5. The Indians were to be instructed in the Catholic faith.

But the Spaniards were still the colonizers. Even with good intentions, the missionaries ended up as tools of the Spanish conquistadores.

Mission Santa Barbara has a wooden crucifix that came from the Philippines, and Mission Dolores has an elaborate carved sanctuary also from the Islands. During the mission days in California, in the late 18th century, California was frontier land. Spanish soldiers and friars took weeks traveling on land or water to reach a place that can now be reached in less than a day. Indians were not always friendly and food supplies sometimes ran low. The missions were built one traveling day apart to serve as inns for the traveling padres and soldiers. Twenty-one California missions now remain as testaments of the work of Junipero Serra, Francisco Palou, Juan Crespi, Fermin Lausen, and other missionaries.

The Philippine situation during the 18th century had similarities with what was happening in California. Although the Philippines was more developed-Manila was a bustling city and an important stop in the galleon trade-the five missionary orders divided the country into their territories. The religious made every effort to place Catholic converts within the hearing and call of the church bells, bajo las campanas.Philippine towns developed with the enormous baroque church, the municipio, the plaza with its grandstand, and inhabitants surrounding these.
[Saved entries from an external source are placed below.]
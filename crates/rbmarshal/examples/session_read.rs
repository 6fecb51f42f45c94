//! Decode an embedded Rails-style session payload and walk it.
//!
//! cargo run --package rbmarshal --example session_read

use rbmarshal::{Document, Kind, to_json};

fn main() -> Result<(), rbmarshal::Error> {
    // Marshal.dump({"session_id" => "09b10", "user_id" => 42, "flash" => nil})
    let data: &[u8] = &[
        0x04, 0x08, 0x7B, 0x08, //
        0x49, 0x22, 0x0F, b's', b'e', b's', b's', b'i', b'o', b'n', b'_', b'i', b'd', 0x06, 0x3A,
        0x06, b'E', 0x54, //
        0x49, 0x22, 0x0A, b'0', b'9', b'b', b'1', b'0', 0x06, 0x3B, 0x00, 0x54, //
        0x49, 0x22, 0x0C, b'u', b's', b'e', b'r', b'_', b'i', b'd', 0x06, 0x3B, 0x00, 0x54, //
        0x69, 0x2F, //
        0x49, 0x22, 0x0A, b'f', b'l', b'a', b's', b'h', 0x06, 0x3B, 0x00, 0x54, //
        0x30,
    ];

    let mut doc = Document::from_slice(data)?;
    let root = doc.root();
    assert_eq!(doc.kind(root), Kind::Map);

    let session = doc.as_map(root)?;
    let session_id = doc.as_string(session["session_id"])?;
    let user_id = doc.as_integer(session["user_id"])?;
    println!("session_id: {session_id}");
    println!("user_id:    {user_id}");

    println!("as json:    {}", to_json(&mut doc)?);
    Ok(())
}
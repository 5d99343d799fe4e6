//! Pawn pushes, captures, promotions and en passant.

use crate::game_state::board_location::Location;
use crate::game_state::chess_types::{Color, PieceKind};
use crate::game_state::game_state::ChessGame;
use crate::moves::chess_move::{ChessMove, MoveKind};

pub fn gather_pawn_moves(
    game: &ChessGame,
    source: Location,
    color: Color,
    out: &mut Vec<ChessMove>,
) {
    let board = game.board();
    let forward = Location::new(0, color.forward());
    let promotion_rank = color.opposite().home_rank();
    let start_rank = color.home_rank() + color.forward();

    let one_step = source + forward;
    if board.is_vacant(one_step) {
        if one_step.rank == promotion_rank {
            for kind in PieceKind::PROMOTIONS {
                out.push(ChessMove::promotion(source, one_step, kind));
            }
        } else {
            out.push(ChessMove::travel(source, one_step));
            let two_step = one_step + forward;
            if source.rank == start_rank && board.is_vacant(two_step) {
                out.push(ChessMove::travel(source, two_step));
            }
        }
    }

    for side in [-1, 1] {
        let target = source + forward + Location::new(side, 0);
        if !target.is_valid() {
            continue;
        }
        match board.occupant(target) {
            Some(victim) if victim.color != color => {
                if target.rank == promotion_rank {
                    for kind in PieceKind::PROMOTIONS {
                        out.push(ChessMove::capture_promotion(source, target, kind));
                    }
                } else {
                    out.push(ChessMove::capture(source, target));
                }
            }
            Some(_) => {}
            None => {
                let beside = source + Location::new(side, 0);
                if just_double_stepped(game, beside, color.opposite()) {
                    out.push(ChessMove::en_passant(source, target, beside));
                }
            }
        }
    }
}

/// True if the previous move was a two-square advance of a `color` pawn
/// that landed on `location`.
fn just_double_stepped(game: &ChessGame, location: Location, color: Color) -> bool {
    let Some(last) = game.last_move() else {
        return false;
    };
    if last.kind != MoveKind::Travel || last.destination != location {
        return false;
    }
    let is_enemy_pawn = game
        .get_square_occupant(location)
        .is_some_and(|piece| piece.kind == PieceKind::Pawn && piece.color == color);
    is_enemy_pawn
        && last.source.file == location.file
        && (last.destination.rank - last.source.rank).abs() == 2
}
//! Explicit game session.
//!
//! Holds everything a host needs between turns: the game, whose turn it is,
//! who controls each color, and the moves that were undone and may be redone.
//! Nothing here is global; a host owns one `GameSession` per open game.

use std::path::Path;

use tracing::{info, warn};

use crate::chess_errors::{ChessError, ChessResult};
use crate::engines::engine_trait::ChessAi;
use crate::game_state::board_location::Location;
use crate::game_state::chess_types::{Color, GameResult};
use crate::game_state::game_state::ChessGame;
use crate::moves::chess_move::ChessMove;
use crate::search::progress::ProgressIndicator;
use crate::utils::game_file::{load_game_from_path, save_game_to_path};

#[derive(Debug, Clone, Copy, PartialEq, Eq)]
pub enum PlayerType {
    Human,
    Computer,
}

/// Result of asking the computer to play the current turn.
#[derive(Debug, Clone, PartialEq, Eq)]
pub enum ComputerTurn {
    Played(ChessMove),
    /// The game is already over for the side to move.
    GameOver(GameResult),
    /// The AI produced no move; the side to move is now human-controlled.
    HandedToHuman,
}

#[derive(Debug, Clone)]
pub struct GameSession {
    game: ChessGame,
    whose_turn: Color,
    players: [PlayerType; 2],
    redo_stack: Vec<ChessMove>,
}

impl Default for GameSession {
    fn default() -> Self {
        Self::new()
    }
}

impl GameSession {
    /// Standard starting position, White to move, both sides human.
    pub fn new() -> Self {
        Self {
            game: ChessGame::new_game(),
            whose_turn: Color::White,
            players: [PlayerType::Human; 2],
            redo_stack: Vec::new(),
        }
    }

    /// Starts over from the standard position. Player types are kept.
    pub fn reset(&mut self) {
        self.game.reset();
        self.whose_turn = Color::White;
        self.redo_stack.clear();
        info!("new game");
    }

    #[inline]
    pub fn game(&self) -> &ChessGame {
        &self.game
    }

    #[inline]
    pub fn whose_turn(&self) -> Color {
        self.whose_turn
    }

    #[inline]
    pub fn player_type(&self, color: Color) -> PlayerType {
        self.players[color.index()]
    }

    pub fn set_player_type(&mut self, color: Color, player: PlayerType) {
        self.players[color.index()] = player;
    }

    #[inline]
    pub fn is_computer_turn(&self) -> bool {
        self.player_type(self.whose_turn) == PlayerType::Computer
    }

    #[inline]
    pub fn can_redo(&self) -> bool {
        !self.redo_stack.is_empty()
    }

    /// Legal moves and position classification for the side to move.
    pub fn legal_moves(&mut self) -> (GameResult, Vec<ChessMove>) {
        self.game.generate_all_legal_moves_for_color(self.whose_turn)
    }

    /// Legal moves with the given endpoints. More than one means the host
    /// must ask which promotion was meant.
    pub fn legal_moves_between(
        &mut self,
        source: Location,
        destination: Location,
    ) -> Vec<ChessMove> {
        let (_, moves) = self.legal_moves();
        moves
            .into_iter()
            .filter(|mv| mv.source == source && mv.destination == destination)
            .collect()
    }

    /// Plays `mv` for the side to move if it is legal, then passes the turn.
    /// A new move discards any redo history.
    pub fn make_move(&mut self, mv: &ChessMove) -> ChessResult<()> {
        let (_, legal) = self.legal_moves();
        let chosen = legal
            .into_iter()
            .find(|candidate| candidate.same_action(mv))
            .ok_or_else(|| {
                ChessError::IllegalMove(format!("{mv} is not legal for {}", self.whose_turn.name()))
            })?;
        self.game.push_move(chosen);
        self.whose_turn = self.whose_turn.opposite();
        self.redo_stack.clear();
        Ok(())
    }

    /// Takes back the last move. Both colors become human-controlled so the
    /// computer does not immediately replay the position. Returns false when
    /// there is nothing to undo.
    pub fn undo(&mut self) -> ChessResult<bool> {
        if self.game.get_num_moves() == 0 {
            return Ok(false);
        }
        let mv = self.game.try_pop_move()?;
        self.redo_stack.push(mv);
        self.whose_turn = self.whose_turn.opposite();
        self.players = [PlayerType::Human; 2];
        Ok(true)
    }

    /// Replays the most recently undone move. Returns false when there is
    /// nothing to redo.
    pub fn redo(&mut self) -> ChessResult<bool> {
        let Some(mv) = self.redo_stack.pop() else {
            return Ok(false);
        };
        if let Err(err) = self.game.try_push_move(mv.clone()) {
            self.redo_stack.push(mv);
            return Err(err.into());
        }
        self.whose_turn = self.whose_turn.opposite();
        Ok(true)
    }

    /// Asks `ai` for the side to move and plays its answer. A cancelled or
    /// empty search hands the side to move to human control instead of
    /// failing.
    pub fn play_computer_turn(
        &mut self,
        ai: &mut dyn ChessAi,
        progress: &mut dyn ProgressIndicator,
    ) -> ChessResult<ComputerTurn> {
        let (result, _) = self.legal_moves();
        if result.is_terminal() {
            return Ok(ComputerTurn::GameOver(result));
        }

        let color = self.whose_turn;
        match ai.calculate_recommended_move(color, &mut self.game, progress) {
            Some(mv) => {
                self.make_move(&mv)?;
                info!(ai = ai.name(), color = color.name(), "{mv}");
                Ok(ComputerTurn::Played(mv))
            }
            None => {
                warn!(
                    ai = ai.name(),
                    color = color.name(),
                    "no move from ai, handing turn to human"
                );
                self.set_player_type(color, PlayerType::Human);
                Ok(ComputerTurn::HandedToHuman)
            }
        }
    }

    pub fn save(&self, path: impl AsRef<Path>) -> ChessResult<()> {
        save_game_to_path(path, &self.game, self.whose_turn)
    }

    /// Replaces the session's game with the saved one. On failure the
    /// session is reset to a fresh game and the error is returned.
    pub fn load(&mut self, path: impl AsRef<Path>) -> ChessResult<()> {
        match load_game_from_path(path) {
            Ok((game, whose_turn)) => {
                self.game = game;
                self.whose_turn = whose_turn;
                self.redo_stack.clear();
                Ok(())
            }
            Err(err) => {
                warn!(%err, "load failed, starting a new game");
                self.reset();
                Err(err)
            }
        }
    }
}
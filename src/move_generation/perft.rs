//! Perft node counting over push/pop.

use std::thread;

use crate::game_state::chess_types::{Color, GameResult};
use crate::game_state::game_state::ChessGame;
use crate::moves::chess_move::{ChessMove, MoveKind};

#[derive(Debug, Clone, Copy, Default, PartialEq, Eq)]
pub struct PerftCounts {
    pub nodes: usize,
    pub captures: usize,
    pub en_passant: usize,
    pub castles: usize,
    pub promotions: usize,
    pub checks: usize,
    pub checkmates: usize,
}

impl PerftCounts {
    fn merge(&mut self, rhs: PerftCounts) {
        self.nodes += rhs.nodes;
        self.captures += rhs.captures;
        self.en_passant += rhs.en_passant;
        self.castles += rhs.castles;
        self.promotions += rhs.promotions;
        self.checks += rhs.checks;
        self.checkmates += rhs.checkmates;
    }
}

/// Counts leaf nodes `depth` plies below the current position with `to_move`
/// on move. The game is left as it was found.
pub fn perft(game: &mut ChessGame, to_move: Color, depth: u8) -> PerftCounts {
    let mut counts = PerftCounts::default();
    if depth == 0 {
        counts.nodes = 1;
        return counts;
    }
    perft_recurse(game, to_move, depth, &mut counts);
    counts
}

/// Per-root-move node counts, in generation order.
pub fn perft_divide(game: &mut ChessGame, to_move: Color, depth: u8) -> Vec<(ChessMove, usize)> {
    let (_, root_moves) = game.generate_all_legal_moves_for_color(to_move);
    let mut out = Vec::with_capacity(root_moves.len());
    for mv in root_moves {
        game.push_move(mv);
        let nodes = perft(game, to_move.opposite(), depth.saturating_sub(1)).nodes;
        out.push((game.pop_move(), nodes));
    }
    out
}

/// Like `perft`, but each root move is explored on its own thread with a
/// private clone of the game.
pub fn perft_multi_threaded(game: &ChessGame, to_move: Color, depth: u8) -> PerftCounts {
    if depth <= 1 {
        return perft(&mut game.clone(), to_move, depth);
    }
    let (_, root_moves) = game.clone().generate_all_legal_moves_for_color(to_move);

    thread::scope(|scope| {
        let handles: Vec<_> = root_moves
            .into_iter()
            .map(|mv| {
                let mut local_game = game.clone();
                scope.spawn(move || {
                    local_game.push_move(mv);
                    perft(&mut local_game, to_move.opposite(), depth - 1)
                })
            })
            .collect();

        let mut total = PerftCounts::default();
        for handle in handles {
            match handle.join() {
                Ok(local) => total.merge(local),
                Err(panic) => std::panic::resume_unwind(panic),
            }
        }
        total
    })
}

fn perft_recurse(game: &mut ChessGame, to_move: Color, depth: u8, counts: &mut PerftCounts) {
    let (_, moves) = game.generate_all_legal_moves_for_color(to_move);
    if depth == 1 {
        for mv in moves {
            tally_leaf(game, to_move, mv, counts);
        }
        return;
    }
    for mv in moves {
        game.push_move(mv);
        perft_recurse(game, to_move.opposite(), depth - 1, counts);
        game.pop_move();
    }
}

fn tally_leaf(game: &mut ChessGame, mover: Color, mv: ChessMove, counts: &mut PerftCounts) {
    counts.nodes += 1;
    if mv.is_capture() {
        counts.captures += 1;
    }
    match mv.kind {
        MoveKind::EnPassant { .. } => counts.en_passant += 1,
        MoveKind::Castle { .. } => counts.castles += 1,
        MoveKind::Promotion { .. } | MoveKind::CapturePromotion { .. } => counts.promotions += 1,
        _ => {}
    }

    game.push_move(mv);
    let defender = mover.opposite();
    if game.is_color_in_check(defender) {
        counts.checks += 1;
        let (result, _) = game.generate_all_legal_moves_for_color(defender);
        if result == GameResult::CheckMate {
            counts.checkmates += 1;
        }
    }
    game.pop_move();
}
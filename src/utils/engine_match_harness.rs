//! Minimal head-to-head harness for local testing.
//!
//! Runs two `ChessAi` implementations against each other on one game, with
//! no host in between, and reports the outcome, the moves and time per side.

use std::time::Instant;

use chrono::{DateTime, Utc};
use tracing::{debug, info, warn};

use crate::chess_errors::{ChessError, ChessResult};
use crate::engines::engine_trait::ChessAi;
use crate::game_state::chess_types::{Color, GameResult};
use crate::game_state::game_state::ChessGame;
use crate::search::progress::NullProgress;
use crate::utils::long_algebraic::to_long_algebraic;

#[derive(Debug, Clone, Copy, PartialEq, Eq)]
pub enum MatchOutcome {
    WhiteWinCheckmate,
    BlackWinCheckmate,
    DrawStalemate,
    DrawMaxPlies,
}

impl MatchOutcome {
    pub fn winner(self) -> Option<Color> {
        match self {
            MatchOutcome::WhiteWinCheckmate => Some(Color::White),
            MatchOutcome::BlackWinCheckmate => Some(Color::Black),
            MatchOutcome::DrawStalemate | MatchOutcome::DrawMaxPlies => None,
        }
    }
}

#[derive(Debug, Clone)]
pub struct MatchConfig {
    pub max_plies: u32,
}

impl Default for MatchConfig {
    fn default() -> Self {
        Self { max_plies: 300 }
    }
}

#[derive(Debug, Clone, Copy, Default, PartialEq, Eq)]
pub struct SideStats {
    pub moves: u32,
    pub total_time_ns: u128,
}

impl SideStats {
    pub fn average_move_ms(&self) -> f64 {
        if self.moves == 0 {
            return 0.0;
        }
        self.total_time_ns as f64 / f64::from(self.moves) / 1_000_000.0
    }
}

#[derive(Debug, Clone)]
pub struct MatchResult {
    pub outcome: MatchOutcome,
    pub final_game: ChessGame,
    /// Side on turn in `final_game`.
    pub side_to_move: Color,
    pub played_moves_lan: Vec<String>,
    pub white: SideStats,
    pub black: SideStats,
    pub started_at: DateTime<Utc>,
    pub finished_at: DateTime<Utc>,
}

impl MatchResult {
    pub fn report(&self) -> String {
        format!(
            "outcome={:?} plies={} white_avg_ms={:.3} black_avg_ms={:.3} started={} finished={}",
            self.outcome,
            self.played_moves_lan.len(),
            self.white.average_move_ms(),
            self.black.average_move_ms(),
            self.started_at.to_rfc3339(),
            self.finished_at.to_rfc3339(),
        )
    }
}

/// Plays a match from the standard starting position.
pub fn play_engine_match(
    white: &mut dyn ChessAi,
    black: &mut dyn ChessAi,
    config: &MatchConfig,
) -> ChessResult<MatchResult> {
    play_engine_match_from_game(white, black, ChessGame::new_game(), Color::White, config)
}

/// Plays a match from a caller-provided game with `to_move` on turn.
///
/// An AI that returns no move forfeits the choice to the first legal move.
/// A returned move outside the legal list is an error.
pub fn play_engine_match_from_game(
    white: &mut dyn ChessAi,
    black: &mut dyn ChessAi,
    mut game: ChessGame,
    mut to_move: Color,
    config: &MatchConfig,
) -> ChessResult<MatchResult> {
    let started_at = Utc::now();
    info!(white = white.name(), black = black.name(), "match started");

    let mut played_moves_lan = Vec::new();
    let mut stats = [SideStats::default(); 2];
    let mut outcome = MatchOutcome::DrawMaxPlies;

    for _ in 0..config.max_plies {
        let (result, legal_moves) = game.generate_all_legal_moves_for_color(to_move);
        match result {
            GameResult::CheckMate => {
                outcome = match to_move {
                    Color::White => MatchOutcome::BlackWinCheckmate,
                    Color::Black => MatchOutcome::WhiteWinCheckmate,
                };
                break;
            }
            GameResult::StaleMate => {
                outcome = MatchOutcome::DrawStalemate;
                break;
            }
            GameResult::None | GameResult::Check => {}
        }

        let ai: &mut dyn ChessAi = match to_move {
            Color::White => &mut *white,
            Color::Black => &mut *black,
        };
        let started = Instant::now();
        let recommended = ai.calculate_recommended_move(to_move, &mut game, &mut NullProgress);
        let elapsed_ns = started.elapsed().as_nanos();

        let side = &mut stats[to_move.index()];
        side.moves = side.moves.saturating_add(1);
        side.total_time_ns = side.total_time_ns.saturating_add(elapsed_ns);

        let chosen = match recommended {
            Some(mv) => legal_moves
                .iter()
                .find(|legal| legal.same_action(&mv))
                .cloned()
                .ok_or_else(|| {
                    ChessError::IllegalMove(format!("{} returned illegal move {mv}", ai.name()))
                })?,
            None => {
                warn!(ai = ai.name(), "no move returned, playing first legal move");
                match legal_moves.first() {
                    Some(mv) => mv.clone(),
                    None => break,
                }
            }
        };

        let lan = to_long_algebraic(&chosen);
        debug!(color = to_move.name(), mv = %lan, "match move");
        played_moves_lan.push(lan);
        game.push_move(chosen);
        to_move = to_move.opposite();
    }

    let result = MatchResult {
        outcome,
        final_game: game,
        side_to_move: to_move,
        played_moves_lan,
        white: stats[Color::White.index()],
        black: stats[Color::Black.index()],
        started_at,
        finished_at: Utc::now(),
    };
    info!("{}", result.report());
    Ok(result)
}
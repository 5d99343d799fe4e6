//! Crate root module declarations for the Ivory Chess engine.
//!
//! The board model and its reversible move stack live in `game_state` and
//! `moves`; legality, search and the computer players build on top of them.
//! `session` is the state a host keeps between turns, and `utils` holds
//! persistence and developer tooling.

pub mod game_state {
    pub mod board_location;
    pub mod chess_rules;
    pub mod chess_types;
    pub mod game_state;
}

pub mod moves {
    pub mod bishop_moves;
    pub mod chess_move;
    pub mod king_moves;
    pub mod knight_moves;
    pub mod move_descriptions;
    pub mod pawn_moves;
    pub mod queen_moves;
    pub mod ray_moves;
    pub mod rook_moves;
}

pub mod move_generation {
    pub mod legal_move_checks;
    pub mod legal_move_generator;
    pub mod perft;
}

pub mod search {
    pub mod board_scoring;
    pub mod mcts;
    pub mod mcts_tree;
    pub mod minimax;
    pub mod progress;
    pub mod threading;
}

pub mod engines {
    pub mod engine_config;
    pub mod engine_mcts;
    pub mod engine_minimax;
    pub mod engine_random;
    pub mod engine_trait;
}

pub mod session {
    pub mod game_session;
}

pub mod utils {
    pub mod engine_match_harness;
    pub mod fen_parser;
    pub mod game_file;
    pub mod long_algebraic;
    pub mod render_game_state;
}

pub mod chess_errors;
//! Uniform random legal-move chooser, used as a baseline opponent.

use rand::prelude::IndexedRandom;
use rand::rngs::StdRng;
use rand::SeedableRng;
use tracing::debug;

use crate::engines::engine_trait::ChessAi;
use crate::game_state::chess_types::Color;
use crate::game_state::game_state::ChessGame;
use crate::moves::chess_move::ChessMove;
use crate::search::progress::ProgressIndicator;

pub struct RandomAi {
    rng: StdRng,
}

impl RandomAi {
    pub fn new(seed: Option<u64>) -> Self {
        let rng = match seed {
            Some(seed) => StdRng::seed_from_u64(seed),
            None => StdRng::from_rng(&mut rand::rng()),
        };
        Self { rng }
    }
}

impl Default for RandomAi {
    fn default() -> Self {
        Self::new(None)
    }
}

impl ChessAi for RandomAi {
    fn name(&self) -> &str {
        "Random"
    }

    fn calculate_recommended_move(
        &mut self,
        favored: Color,
        game: &mut ChessGame,
        progress: &mut dyn ProgressIndicator,
    ) -> Option<ChessMove> {
        progress.begin();
        let (_, legal_moves) = game.generate_all_legal_moves_for_color(favored);
        debug!(legal_moves = legal_moves.len(), "random ai choosing");
        let picked = legal_moves.choose(&mut self.rng).cloned();
        let proceed = progress.update(1.0);
        progress.end();
        picked.filter(|_| proceed)
    }
}

#[cfg(test)]
mod tests {
    use super::*;
    use crate::search::progress::NullProgress;
    use crate::utils::fen_parser::parse_placement;

    #[test]
    fn picks_a_legal_move_reproducibly() {
        let mut game = ChessGame::new_game();
        let first = RandomAi::new(Some(42))
            .calculate_recommended_move(Color::White, &mut game, &mut NullProgress)
            .expect("a move");
        let second = RandomAi::new(Some(42))
            .calculate_recommended_move(Color::White, &mut game, &mut NullProgress)
            .expect("a move");
        assert_eq!(first, second);
        let (_, legal) = game.generate_all_legal_moves_for_color(Color::White);
        assert!(legal.contains(&first));
    }

    #[test]
    fn mated_side_gets_no_move() {
        let mut game = parse_placement("R5k1/5ppp/8/8/8/8/8/6K1").expect("placement");
        let mv = RandomAi::default().calculate_recommended_move(
            Color::Black,
            &mut game,
            &mut NullProgress,
        );
        assert!(mv.is_none());
    }
}
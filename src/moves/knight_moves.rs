//! Knight jumps to the eight L-shaped offsets.

use crate::game_state::board_location::Location;
use crate::game_state::chess_rules::KNIGHT_OFFSETS;
use crate::game_state::chess_types::Color;
use crate::game_state::game_state::ChessGame;
use crate::moves::chess_move::ChessMove;
use crate::moves::ray_moves::step_or_capture;

pub fn gather_knight_moves(
    game: &ChessGame,
    source: Location,
    color: Color,
    out: &mut Vec<ChessMove>,
) {
    for offset in KNIGHT_OFFSETS {
        step_or_capture(game.board(), source, source + offset, color, out);
    }
}
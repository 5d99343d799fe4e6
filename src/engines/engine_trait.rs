//! Engine abstraction layer.
//!
//! Every AI recommends a move for a given color on a live game. The game is
//! borrowed mutably because searches explore by pushing and popping moves,
//! and it must come back exactly as it was handed in.

use crate::game_state::chess_types::Color;
use crate::game_state::game_state::ChessGame;
use crate::moves::chess_move::ChessMove;
use crate::search::progress::ProgressIndicator;

pub trait ChessAi: Send {
    fn name(&self) -> &str;

    /// Best move for `favored`, or `None` when it has no legal move or the
    /// search was cancelled through `progress`.
    fn calculate_recommended_move(
        &mut self,
        favored: Color,
        game: &mut ChessGame,
        progress: &mut dyn ProgressIndicator,
    ) -> Option<ChessMove>;
}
The Spanish friars became quite wealthy and would later earn the ire of many Indio's, including the Filipino hero, Jose Rizal. There were, however, many missionaries who sacrificed comfort, even their lives, in Christianizing Filipinos. Fathers Jeronimo Martinez, Diego Carlos, Juan de Pareja, and Pedro Jimenez worked in the Mountain Province.

But just as the California missionaries were partly responsible for suppressing the Native Americans, the Philippine missionaries can also be blamed for the oppression of los Indios Filipinos.